Mountain Bike: conexão Bratislava-Rio

Rafael Gonzalez, Jornal do Brasil

RIO DE JANEIRO - Com uma bandeira da Eslováquia no uniforme, Filip Polc desce as escadarias do Morro Dona Marta a toda velocidade em sua bike. A distância de aproximadamente 10 mil quilômetros entre Rio e Bratislava, capital eslovaca, não é maior do que o choque cultural que se estampa nos olhos azuis do ciclista diante do que vê por aqui. Pedalando desde os 6 anos, Filip, agora com 27, coleciona desempenhos excepcionais em competições de Mountain Bike. É o atual campeão europeu e costuma praticar corridas de rua em Lisboa uma vez por ano. Mas algo parecido com a pista do Dona Marta onde acontece hoje, às 10h, o evento Red Bull Desafio no Morro ele nunca tinha visto.

Isso aqui é muito diferente. Tem locais bem apertados e outros que renderão belos pulos. Esta corrida será especial - conta.

Diferença será algo constante durante a curta passagem de Filip no Rio. É a primeira vez que o atleta vem à cidade e, mesmo sem ter tido tempo de conhecer muita coisa, ele já consegue estabelecer boas distinções entre seu pequeno país natal e o enorme Brasil.

Onde vivo não há praias, inverno significa muita neve e tudo funciona em outro estilo. Em geral, dos lugares que conheci, gostei mais daqueles localizados na América do Sul. Não gosto de ambiente urbano. Prefiro a natureza: montanhas e ar fresco explicou, antes de contar sobre as paisagens eslovacas. Fomos um país comunista por muito tempo. Por isso, toda nossa arquitetura é muito simples. Tudo é bem uniforme. Há muitos castelos e construções históricas também.

Talvez por essa diferença Polc se diverte muito com as paisagens da comunidade carioca e, ao ver passar uma garota em trajes desinibidos, não hesita.

Passe-me a câmera! Preciso fotografar isso exclamou, bem-humorado.

A Eslováquia, com território de 49 mil quilômetros quadrados, abriga pouco mais de cinco milhões de habitantes. O Brasil tem oito bilhões de quilômetros quadrados e beira os 200 milhões de habitantes. Ainda assim, há coisas em comum entre os países.

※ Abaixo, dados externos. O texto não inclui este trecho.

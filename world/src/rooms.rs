//! Per-room state storage.

use std::collections::HashSet;

use signal_maze_core::{grid, RoomCoords, RoomIndex, RoomStatus, TilePoint};

/// Authoritative state of a single room.
#[derive(Clone, Debug, Default)]
pub(crate) struct RoomState {
    pub(crate) status: RoomStatus,
    pub(crate) health: f32,
    pub(crate) training_progress: f32,
    pub(crate) signal_point: TilePoint,
    occupied_tiles: HashSet<TilePoint>,
}

impl RoomState {
    pub(crate) fn exists(&self) -> bool {
        self.status.exists()
    }

    pub(crate) fn initialize(&mut self, max_health: f32) {
        self.status = RoomStatus::Enabled;
        self.health = max_health;
        self.training_progress = 0.0;
    }

    pub(crate) fn disable(&mut self) {
        self.status = RoomStatus::Dead;
    }

    /// Forward-only transition into Trained; Connected rooms stay Connected.
    pub(crate) fn set_trained(&mut self) {
        if self.status == RoomStatus::Enabled {
            self.status = RoomStatus::Trained;
        }
    }

    pub(crate) fn set_connected(&mut self) {
        self.status = RoomStatus::Connected;
    }

    pub(crate) fn tile_is_empty(&self, tile: TilePoint) -> bool {
        !self.occupied_tiles.contains(&tile)
    }

    pub(crate) fn actor_entered_tile(&mut self, tile: TilePoint) {
        let _ = self.occupied_tiles.insert(tile);
    }

    pub(crate) fn actor_exited_tile(&mut self, tile: TilePoint) {
        let _ = self.occupied_tiles.remove(&tile);
    }
}

/// Dense grid of room states sized `rooms_per_axis²`, created blank at
/// world initialisation.
#[derive(Debug)]
pub(crate) struct RoomGrid {
    rooms_per_axis: i32,
    rooms: Vec<RoomState>,
}

impl RoomGrid {
    pub(crate) fn new(rooms_per_axis: i32) -> Self {
        let side = rooms_per_axis as usize;
        Self {
            rooms_per_axis,
            rooms: vec![RoomState::default(); side * side],
        }
    }

    fn slot(&self, index: RoomIndex) -> usize {
        assert!(
            index.contained_in(self.rooms_per_axis),
            "room index ({}, {}) outside the {}x{} grid",
            index.x(),
            index.y(),
            self.rooms_per_axis,
            self.rooms_per_axis,
        );
        index.x() as usize * self.rooms_per_axis as usize + index.y() as usize
    }

    /// Room state addressed by origin-centred coordinates; fatal when the
    /// coordinate falls outside the grid.
    pub(crate) fn room(&self, coords: RoomCoords) -> &RoomState {
        &self.rooms[self.slot(grid::room_index(coords, self.rooms_per_axis))]
    }

    pub(crate) fn room_mut(&mut self, coords: RoomCoords) -> &mut RoomState {
        let slot = self.slot(grid::room_index(coords, self.rooms_per_axis));
        &mut self.rooms[slot]
    }

    /// Existence check that treats coordinates outside the grid as empty
    /// space instead of failing; wall reconciliation reaches one step past
    /// the grid through the phantom wall row.
    pub(crate) fn exists_lenient(&self, coords: RoomCoords) -> bool {
        let index = RoomIndex::new(
            coords.x() + self.rooms_per_axis / 2,
            coords.y() + self.rooms_per_axis / 2,
        );
        index.contained_in(self.rooms_per_axis) && self.rooms[self.slot(index)].exists()
    }

    /// Trained check with the same out-of-grid tolerance.
    pub(crate) fn trained_lenient(&self, coords: RoomCoords) -> bool {
        let index = RoomIndex::new(
            coords.x() + self.rooms_per_axis / 2,
            coords.y() + self.rooms_per_axis / 2,
        );
        index.contained_in(self.rooms_per_axis) && self.rooms[self.slot(index)].status.is_trained()
    }

    /// Connected check with the same out-of-grid tolerance.
    pub(crate) fn connected_lenient(&self, coords: RoomCoords) -> bool {
        let index = RoomIndex::new(
            coords.x() + self.rooms_per_axis / 2,
            coords.y() + self.rooms_per_axis / 2,
        );
        index.contained_in(self.rooms_per_axis)
            && self.rooms[self.slot(index)].status.is_connected()
    }
}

A minha cidade é bastante turística. Pessoas de todo o mundo vão a Bratislava todos os anos. Temos resorts nas montanhas, muitos querem esquiar por lá no natal e o principal: dizem que as mulheres eslovacas são as mais bonitas da Europa. Não tenho motivos para duvidar disso - afirma sorrindo.

Futebol é popular na Eslováquia

Filip lembra que futebol também é o esporte número um na Eslováquia, embora não seja muito a sua praia.

Odeio futebol! Ele leva todo o dinheiro e não sobra nada pra gente brinca, referindo-se a investimentos e patrocínios. Mas não tem jeito. É um esporte que todos gostam muito lá. Outro que é praticado a exaustão é o hóquei no gelo.

Quanto ao que se ouve na Eslováquia sobre o Rio, Filip ignoraria o assunto violência urbana se não fosse incitado a falar sobre isso.

O que se fala sobre a beleza e as paisagens daqui estão acima das notícias sobre violência. Da minha ótica, isso (violência urbana) é um problema comum às grandes cidades de todo o mundo. Ninguém está livre de ser roubado em qualquer lugar. Ontem, andei sozinho pela rua com dinheiro no bolso e ninguém me incomodou. Na Europa, há violência também.

O motociclista não larga seu objeto de trabalho nem por um minuto e faz manobras extraordinárias parecerem fáceis. Mas há um preço alto que se paga por toda essa técnica.

Já quebrei os pulsos, os ombros, a perna, as costelas e há seis semanas quebrei o pescoço na Áustria. Inclusive não estou 100% para essa competição aqui no Rio, já que fiquei sem sentir meu braço esquerdo por muito tempo revela o atleta.

O simpático europeu não esconde a satisfação ao montar sua bike e deixou claro pouco se importar com a recente lesão. Diversão, para ele, é sinônimo de desafio. Quanto maior, melhor.

Eu amo essas corridas, então tanto faz para mim se estou ou não 100%. Quero vencer aqui no Rio, isso é o que importa.